La Línea 105 Xtantos recorre Segovia para mostrar el rostro más solidario de la Iglesia
20250523 • Línea 105. La iniciativa Línea 105 Xtantos, impulsada por el Secretariado para el Sostenimiento de la Iglesia, ha hecho hoy una parada muy especial en la Diócesis de Segovia. Una iniciativa que busca dar a conocer el trabajo diario, y muchas veces silencioso, que realiza la Iglesia en parroquias, centros sociales y comunidades religiosas. En este viaje ha participado una decena de personas, de las que dos se sumaron al grupo en el último momento, apuntándose justo antes de que arrancara el autobús. A lo largo del día, los viajeros descubrieron, de forma vivencial y cercana, cómo la Iglesia está presente en distintas realidades de la provincia y cómo su labor toca la vida de muchas personas. Antes de partir, el Obispo de Segovia, Mons. Jesús Vidal, quiso agradecer a los viajeros su presencia, deseándoles un buen viaje.
La primera parada ha sido la parroquia de San Lorenzo, en la capital. Allí, el grupo ha sido recibido por el D. Francisco Jimeno, el párroco, acompañado de las religiosas Oblatas que colaboran en la parroquia, así como laicos colaboradores del grupo de Cáritas parroquial, que explicaron el acompañamiento que se ofrece a la comunidad latina, muy presente en este barrio.

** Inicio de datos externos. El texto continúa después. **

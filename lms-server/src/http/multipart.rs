//! Multipart form bodies (forms with an optional file)

use std::collections::HashMap;

use axum::body::Bytes;
use axum::extract::multipart::{Multipart, MultipartError};
use axum::http::StatusCode;

use super::error::ApiError;

/// The attached file of a multipart form
#[derive(Debug)]
pub struct FileField {
    pub file_name: String,
    pub bytes: Bytes,
}

/// Text fields plus at most one file, read from the field named `file`
#[derive(Debug, Default)]
pub struct MultipartForm {
    fields: HashMap<String, String>,
    pub file: Option<FileField>,
}

fn multipart_error(err: MultipartError, max: usize) -> ApiError {
    if err.status() == StatusCode::PAYLOAD_TOO_LARGE {
        ApiError::PayloadTooLarge { max }
    } else {
        ApiError::BadRequest {
            message: err.body_text(),
        }
    }
}

impl MultipartForm {
    /// Drain a multipart body. An empty file input (no name, no bytes)
    /// counts as no file.
    pub async fn read(mut multipart: Multipart, max_bytes: usize) -> Result<Self, ApiError> {
        let mut form = Self::default();

        while let Some(field) = multipart
            .next_field()
            .await
            .map_err(|e| multipart_error(e, max_bytes))?
        {
            let name = field.name().unwrap_or_default().to_string();

            if name == "file" {
                let file_name = field.file_name().unwrap_or_default().to_string();
                let bytes = field.bytes().await.map_err(|e| multipart_error(e, max_bytes))?;
                if !file_name.is_empty() && !bytes.is_empty() {
                    form.file = Some(FileField { file_name, bytes });
                }
            } else {
                let value = field.text().await.map_err(|e| multipart_error(e, max_bytes))?;
                form.fields.insert(name, value);
            }
        }

        Ok(form)
    }

    pub fn text(&self, name: &str) -> Option<String> {
        self.fields.get(name).cloned()
    }
}
//! Repository implementations for database access
//!
//! Each repository borrows the pool and follows these patterns:
//! - Uses JOINs for list operations (no N+1)
//! - Lets UNIQUE constraints decide duplicates (no check-then-insert)
//! - Uses transactions for multi-step operations

pub mod assignments;
pub mod courses;
pub mod enrollments;
pub mod materials;
pub mod submissions;
pub mod users;

pub use assignments::{Assignment, AssignmentRepo, StudentAssignment};
pub use courses::{Course, CourseRepo, CourseSummary};
pub use enrollments::EnrollmentRepo;
pub use materials::{Material, MaterialRepo};
pub use submissions::{GradeRow, Submission, SubmissionRepo, SubmissionWithStudent};
pub use users::{User, UserRepo};

/// Database error type
#[derive(Debug, thiserror::Error)]
pub enum DbError {
    #[error("database error: {0}")]
    Sqlx(#[from] sqlx::Error),

    #[error("not found: {resource} '{id}'")]
    NotFound { resource: &'static str, id: String },

    #[error("conflict: {reason}")]
    Conflict { reason: String },
}

impl DbError {
    pub(crate) fn not_found(resource: &'static str, id: impl ToString) -> Self {
        Self::NotFound {
            resource,
            id: id.to_string(),
        }
    }

    pub(crate) fn conflict(reason: impl Into<String>) -> Self {
        Self::Conflict {
            reason: reason.into(),
        }
    }
}

/// Map a UNIQUE violation to `Conflict`, pass everything else through.
pub(crate) fn unique_or(err: sqlx::Error, reason: impl Into<String>) -> DbError {
    match &err {
        sqlx::Error::Database(db) if db.is_unique_violation() => DbError::conflict(reason),
        _ => DbError::Sqlx(err),
    }
}

#[cfg(test)]
pub(crate) mod fixtures {
    //! Shared setup for repository tests

    use lms_core::models::{NewCourse, NewUser, NewUserForm, NewCourseForm};
    use sqlx::SqlitePool;

    use super::{Course, CourseRepo, User, UserRepo};
    use crate::db::{create_memory_pool, migrations};

    pub async fn pool() -> SqlitePool {
        let pool = create_memory_pool().await.expect("pool");
        migrations::run(&pool).await.expect("migrations");
        pool
    }

    pub fn new_user(username: &str, role: &str) -> NewUser {
        NewUserForm {
            username: username.into(),
            password: format!("{username}-pw"),
            role: role.into(),
            name: None,
        }
        .validate()
        .expect("valid user")
    }

    pub fn new_course(code: &str, title: &str) -> NewCourse {
        NewCourseForm {
            code: code.into(),
            title: title.into(),
            description: None,
        }
        .validate()
        .expect("valid course")
    }

    pub async fn user(pool: &SqlitePool, username: &str, role: &str) -> User {
        UserRepo::new(pool)
            .create(&new_user(username, role))
            .await
            .expect("create user")
    }

    pub async fn course(pool: &SqlitePool, code: &str) -> Course {
        CourseRepo::new(pool)
            .create(&new_course(code, &format!("Course {code}")))
            .await
            .expect("create course")
    }
}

El testimonio de Juan Carlos Rangel y Yurani Ballesteros ha puesto rostro a la realidad de acogida, escucha y fraternidad que se vive a traves de la fe compartida en este grupo.
Desde San Lorenzo, la expedición se ha dirigido a Navas de Riofrío, donde las Religiosas de la Asunción han abierto las puertas de su comunidad. Las hermanas han compartido con los viajeros su día a día y su misión centrada en la atención espiritual y social, así como en la animación pastoral de los pueblos de la zona. Su casa de Las Navillas es lugar de retiro y convivencia para niños, familias, jóvenes y grupos llegados de Segovia y Madrid, principalmente. Además, es hogar-enfermería para las hermanas mayores de la congregación. Sin duda, un momento de especial emoción, en el que los participantes han podido conocer un testimonio de vida entregada desde la sencillez, la oración y el compromiso.
La tercera parada ha llevado al grupo hasta la pequeña parroquia de Valseca, un ejemplo representativo de las comunidades rurales que, a pesar de la despoblación, siguen vivas gracias al esfuerzo conjunto de sacerdotes y laicos. Allí, Helber Adan Daza, el párroco, ha puesto de relieve la importancia de mantener la presencia de la Iglesia en los pueblos, donde muchas veces la parroquia es el último lugar de encuentro comunitario.
El broche final de la jornada ha tenido lugar en la Residencia El Sotillo, gestionada por Cáritas Diocesana de Segovia. Allí, los participantes han compartido mesa y conversación con los residentes, en una comida —la misma que la de los residentes— llena de momentos de calidez y humanidad. Testimonios como el de Manoli, que hace seis meses perdió a su marido después de 70 años juntos, y que ha encontrado en esta residencia una gran familia. O el de Gloria, una mujer luchadora que, después de dos operaciones en la pierna en menos de un año, quiere dejar la silla de ruedas cuanto antes. También el de Maruja, con una gracia especial que ha logrado llevarse de calle y llenar el corazón de todos los participantes. Esta ocasión ha permitido a los viajeros descubrir cómo la caridad se traduce en gestos concretos de cuidado y dignidad hacia las personas mayores, muchas veces olvidadas.
A lo largo del día, los viajeros de la Línea 105 Xtantos no solo han podido conocer más en profundidad lugares y testimonios, sino que han podido vivir una experiencia de Iglesia comprometida, presente y viva, una Iglesia que acompaña y transforma la realidad desde lo cotidiano.
Este viaje por Segovia ha sido una oportunidad única para visibilizar la labor eclesial que, gracias a la colaboración de muchos, se sostiene día a día en parroquias, comunidades religiosas y obras sociales.